Task requirements
Restate word for word the lines in the listing below, starting at the line containing "generated by temples." and ending at the line containing "a claimed territory.", both included; leave out the rest.

Working data
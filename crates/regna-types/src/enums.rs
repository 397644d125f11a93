//! Enumeration types for the Regna rules engine.
//!
//! Raw action requests carry enum fields as wire names (plain strings); the
//! validation pipeline turns them into these types via the case-insensitive
//! `parse` constructors, rejecting unknown names with `INVALID_PARAM`.

use serde::{Deserialize, Serialize};

// ---------------------------------------------------------------------------
// Race
// ---------------------------------------------------------------------------

/// The race of a kingdom, selecting formula variants across the balance
/// library (summon rates, elan rates, backlash rates, building names).
#[derive(Debug, Clone, Copy, PartialEq, Eq, PartialOrd, Ord, Hash, Serialize, Deserialize)]
pub enum Race {
    /// Baseline race; the balance anchor for every rate table.
    Human,
    /// High-magic race with the strongest summon yield.
    Sidhe,
    /// Mountain race favoring construction and fortification.
    Dwarf,
    /// Aggressive race with above-average summon yield.
    Orc,
    /// Hardy race with resilient temples.
    Troll,
    /// High-magic undead race.
    Lich,
}

impl Race {
    /// Every race, in declaration order.
    pub const ALL: [Self; 6] = [
        Self::Human,
        Self::Sidhe,
        Self::Dwarf,
        Self::Orc,
        Self::Troll,
        Self::Lich,
    ];

    /// The canonical lowercase wire name.
    pub const fn name(self) -> &'static str {
        match self {
            Self::Human => "human",
            Self::Sidhe => "sidhe",
            Self::Dwarf => "dwarf",
            Self::Orc => "orc",
            Self::Troll => "troll",
            Self::Lich => "lich",
        }
    }

    /// Parse a wire name, case-insensitively. Returns `None` for unknown names.
    pub fn parse(name: &str) -> Option<Self> {
        Self::ALL
            .into_iter()
            .find(|race| race.name().eq_ignore_ascii_case(name))
    }
}

// ---------------------------------------------------------------------------
// Resources
// ---------------------------------------------------------------------------

/// A kingdom resource counter, named for sufficiency-failure reporting.
#[derive(Debug, Clone, Copy, PartialEq, Eq, PartialOrd, Ord, Hash, Serialize, Deserialize)]
pub enum ResourceKind {
    /// Currency spent on claims, construction, and training.
    Gold,
    /// Peasants; drawn down when units are trained.
    Population,
    /// Elan, the magic resource generated by temples.
    Mana,
    /// Total land in acres across the kingdom.
    Land,
}

impl ResourceKind {
    /// The canonical lowercase wire name.
    pub const fn name(self) -> &'static str {
        match self {
            Self::Gold => "gold",
            Self::Population => "population",
            Self::Mana => "mana",
            Self::Land => "land",
        }
    }
}

// ---------------------------------------------------------------------------
// Territory
// ---------------------------------------------------------------------------

/// The type of a claimed territory.
#[derive(Debug, Clone, Copy, Default, PartialEq, Eq, PartialOrd, Ord, Hash, Serialize, Deserialize)]
pub enum TerritoryKind {
    /// The default territory type for a fresh claim.
    #[default]
    Settlement,
    /// A small forward position.
    Outpost,
    /// A fortified territory.
    Fortress,
    /// A territory devoted to magic.
    Sanctum,
}

impl TerritoryKind {
    /// Every territory kind, in declaration order.
    pub const ALL: [Self; 4] = [
        Self::Settlement,
        Self::Outpost,
        Self::Fortress,
        Self::Sanctum,
    ];

    /// The canonical lowercase wire name.
    pub const fn name(self) -> &'static str {
        match self {
            Self::Settlement => "settlement",
            Self::Outpost => "outpost",
            Self::Fortress => "fortress",
            Self::Sanctum => "sanctum",
        }
    }

    /// Parse a wire name, case-insensitively. Returns `None` for unknown names.
    pub fn parse(name: &str) -> Option<Self> {
        Self::ALL
            .into_iter()
            .find(|kind| kind.name().eq_ignore_ascii_case(name))
    }
}

/// The terrain a territory sits on.
#[derive(Debug, Clone, Copy, Default, PartialEq, Eq, PartialOrd, Ord, Hash, Serialize, Deserialize)]
pub enum TerrainKind {
    /// The default terrain for a fresh claim.
    #[default]
    Plains,
    /// Dense woodland.
    Forest,
    /// Rolling hills.
    Hills,
    /// High mountains.
    Mountains,
    /// Wetlands.
    Swamp,
    /// Coastline.
    Coast,
}

impl TerrainKind {
    /// Every terrain kind, in declaration order.
    pub const ALL: [Self; 6] = [
        Self::Plains,
        Self::Forest,
        Self::Hills,
        Self::Mountains,
        Self::Swamp,
        Self::Coast,
    ];

    /// The canonical lowercase wire name.
    pub const fn name(self) -> &'static str {
        match self {
            Self::Plains => "plains",
            Self::Forest => "forest",
            Self::Hills => "hills",
            Self::Mountains => "mountains",
            Self::Swamp => "swamp",
            Self::Coast => "coast",
        }
    }

    /// Parse a wire name, case-insensitively. Returns `None` for unknown names.
    pub fn parse(name: &str) -> Option<Self> {
        Self::ALL
            .into_iter()
            .find(|kind| kind.name().eq_ignore_ascii_case(name))
    }
}

// ---------------------------------------------------------------------------
// Buildings
// ---------------------------------------------------------------------------

/// A kind of building a kingdom can construct.
///
/// Each kind belongs to exactly one of the six functional categories used
/// by the per-race display-name table (income, peasant, troop, buildrate,
/// magic, fortress).
#[derive(Debug, Clone, Copy, PartialEq, Eq, PartialOrd, Ord, Hash, Serialize, Deserialize)]
pub enum BuildingKind {
    /// Income category: generates gold each turn.
    Guildhall,
    /// Peasant category: houses population.
    Cottage,
    /// Troop category: supports trained units.
    Barracks,
    /// Buildrate category: raises the kingdom's build rate.
    Quarry,
    /// Magic category: generates and stores elan.
    Temple,
    /// Fortress category: raises territory defense.
    Citadel,
}

impl BuildingKind {
    /// Every building kind, in declaration order.
    pub const ALL: [Self; 6] = [
        Self::Guildhall,
        Self::Cottage,
        Self::Barracks,
        Self::Quarry,
        Self::Temple,
        Self::Citadel,
    ];

    /// The canonical lowercase wire name.
    pub const fn name(self) -> &'static str {
        match self {
            Self::Guildhall => "guildhall",
            Self::Cottage => "cottage",
            Self::Barracks => "barracks",
            Self::Quarry => "quarry",
            Self::Temple => "temple",
            Self::Citadel => "citadel",
        }
    }

    /// The display-name category key for this kind.
    pub const fn category(self) -> &'static str {
        match self {
            Self::Guildhall => "income",
            Self::Cottage => "peasant",
            Self::Barracks => "troop",
            Self::Quarry => "buildrate",
            Self::Temple => "magic",
            Self::Citadel => "fortress",
        }
    }

    /// Parse a wire name, case-insensitively. Returns `None` for unknown names.
    pub fn parse(name: &str) -> Option<Self> {
        Self::ALL
            .into_iter()
            .find(|kind| kind.name().eq_ignore_ascii_case(name))
    }
}

// ---------------------------------------------------------------------------
// Units
// ---------------------------------------------------------------------------

/// A kind of military unit a kingdom can train.
#[derive(Debug, Clone, Copy, Default, PartialEq, Eq, PartialOrd, Ord, Hash, Serialize, Deserialize)]
pub enum UnitKind {
    /// The default trained unit.
    #[default]
    Infantry,
    /// Ranged troops.
    Ranged,
    /// Mounted troops.
    Mounted,
    /// Elite troops, the most expensive to equip.
    Elite,
}

impl UnitKind {
    /// Every unit kind, in declaration order.
    pub const ALL: [Self; 4] = [Self::Infantry, Self::Ranged, Self::Mounted, Self::Elite];

    /// The canonical lowercase wire name.
    pub const fn name(self) -> &'static str {
        match self {
            Self::Infantry => "infantry",
            Self::Ranged => "ranged",
            Self::Mounted => "mounted",
            Self::Elite => "elite",
        }
    }

    /// Parse a wire name, case-insensitively. Returns `None` for unknown names.
    pub fn parse(name: &str) -> Option<Self> {
        Self::ALL
            .into_iter()
            .find(|kind| kind.name().eq_ignore_ascii_case(name))
    }
}

// ---------------------------------------------------------------------------
// Spells
// ---------------------------------------------------------------------------

/// A spell a kingdom can cast.
#[derive(Debug, Clone, Copy, PartialEq, Eq, PartialOrd, Ord, Hash, Serialize, Deserialize)]
pub enum Spell {
    /// Enriches a territory's farmland.
    FertileLands,
    /// Reveals another kingdom's holdings.
    Clairvoyance,
    /// Shields the kingdom's territories.
    ArcaneWard,
    /// Storm damage against a target territory.
    Tempest,
    /// Opens a rift; the most demanding ritual in the catalog.
    Riftgate,
}

impl Spell {
    /// Every spell, in declaration order.
    pub const ALL: [Self; 5] = [
        Self::FertileLands,
        Self::Clairvoyance,
        Self::ArcaneWard,
        Self::Tempest,
        Self::Riftgate,
    ];

    /// The canonical lowercase wire name.
    pub const fn name(self) -> &'static str {
        match self {
            Self::FertileLands => "fertile_lands",
            Self::Clairvoyance => "clairvoyance",
            Self::ArcaneWard => "arcane_ward",
            Self::Tempest => "tempest",
            Self::Riftgate => "riftgate",
        }
    }

    /// Parse a wire name, case-insensitively. Returns `None` for unknown names.
    pub fn parse(name: &str) -> Option<Self> {
        Self::ALL
            .into_iter()
            .find(|spell| spell.name().eq_ignore_ascii_case(name))
    }
}

// ---------------------------------------------------------------------------
// Actions
// ---------------------------------------------------------------------------

/// The kind of action submitted to the engine.
#[derive(Debug, Clone, Copy, PartialEq, Eq, PartialOrd, Ord, Hash, Serialize, Deserialize)]
pub enum ActionType {
    /// Claim a new territory for the kingdom.
    ClaimTerritory,
    /// Construct buildings.
    ConstructBuilding,
    /// Train (summon) units.
    TrainUnits,
    /// Cast a spell.
    CastSpell,
    /// Convert turns into generated resources.
    GenerateResources,
}

impl ActionType {
    /// The canonical wire name.
    pub const fn name(self) -> &'static str {
        match self {
            Self::ClaimTerritory => "claim_territory",
            Self::ConstructBuilding => "construct_building",
            Self::TrainUnits => "train_units",
            Self::CastSpell => "cast_spell",
            Self::GenerateResources => "generate_resources",
        }
    }
}

// ---------------------------------------------------------------------------
// Error codes
// ---------------------------------------------------------------------------

/// Machine-readable failure classification carried by every failed outcome.
#[derive(Debug, Clone, Copy, PartialEq, Eq, PartialOrd, Ord, Hash, Serialize, Deserialize)]
pub enum ErrorCode {
    /// A required identifier or field was absent.
    #[serde(rename = "MISSING_PARAMS")]
    MissingParams,
    /// A field failed a domain check (length, range, enum membership) or the
    /// action conflicts with existing state (duplicate coordinates).
    #[serde(rename = "INVALID_PARAM")]
    InvalidParam,
    /// The referenced aggregate does not exist.
    #[serde(rename = "NOT_FOUND")]
    NotFound,
    /// The kingdom cannot pay the action's resource cost.
    #[serde(rename = "INSUFFICIENT_RESOURCES")]
    InsufficientResources,
    /// An unexpected failure; details are logged, never exposed.
    #[serde(rename = "INTERNAL_ERROR")]
    InternalError,
}

impl ErrorCode {
    /// The wire representation of this code.
    pub const fn as_str(self) -> &'static str {
        match self {
            Self::MissingParams => "MISSING_PARAMS",
            Self::InvalidParam => "INVALID_PARAM",
            Self::NotFound => "NOT_FOUND",
            Self::InsufficientResources => "INSUFFICIENT_RESOURCES",
            Self::InternalError => "INTERNAL_ERROR",
        }
    }
}

impl core::fmt::Display for ErrorCode {
    fn fmt(&self, f: &mut core::fmt::Formatter<'_>) -> core::fmt::Result {
        f.write_str(self.as_str())
    }
}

Response box
    /// Elan, the magic resource generated by temples.
    Mana,
    /// Total land in acres across the kingdom.
    Land,
}

impl ResourceKind {
    /// The canonical lowercase wire name.
    pub const fn name(self) -> &'static str {
        match self {
            Self::Gold => "gold",
            Self::Population => "population",
            Self::Mana => "mana",
            Self::Land => "land",
        }
    }
}

// ---------------------------------------------------------------------------
// Territory
// ---------------------------------------------------------------------------

/// The type of a claimed territory.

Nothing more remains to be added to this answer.